Saved entries:
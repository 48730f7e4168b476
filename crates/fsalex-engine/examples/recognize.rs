// Quick check: load a configuration and run a few strings through it.
//
//   cargo run -p fsalex-engine --example recognize -- path/to/config.json 12 -7 1-2
use std::fs;

use fsalex_engine::Fsa;

fn main() {
    let mut args = std::env::args().skip(1);
    let config_path = args.next().unwrap_or_else(|| {
        concat!(env!("CARGO_MANIFEST_DIR"), "/data/signed_int.json").to_string()
    });

    let text = fs::read_to_string(&config_path).expect("Failed to read configuration");
    let fsa = if config_path.ends_with(".json") {
        Fsa::from_json(&text)
    } else {
        Fsa::from_text(&text)
    }
    .expect("Failed to build automaton");

    println!(
        "Loaded {}: {} states, {} classes",
        config_path,
        fsa.table().state_count(),
        fsa.classifier().class_count(),
    );

    let mut inputs: Vec<String> = args.collect();
    if inputs.is_empty() {
        inputs = ["0", "42", "-17", "+3", "--1", "1-2", "", "12a"]
            .iter()
            .map(|s| s.to_string())
            .collect();
    }

    for input in &inputs {
        match fsa.evaluate(input, &mut ()).rejection() {
            None => println!("{:10} → accepted", format!("{input:?}")),
            Some(reason) => println!("{:10} → rejected ({reason})", format!("{input:?}")),
        }
    }
}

Problem:
The required answer is each line of the data in which the word "format" appears.

Exercise solution:
            None => println!("{:10} → accepted", format!("{input:?}")),
            Some(reason) => println!("{:10} → rejected ({reason})", format!("{input:?}")),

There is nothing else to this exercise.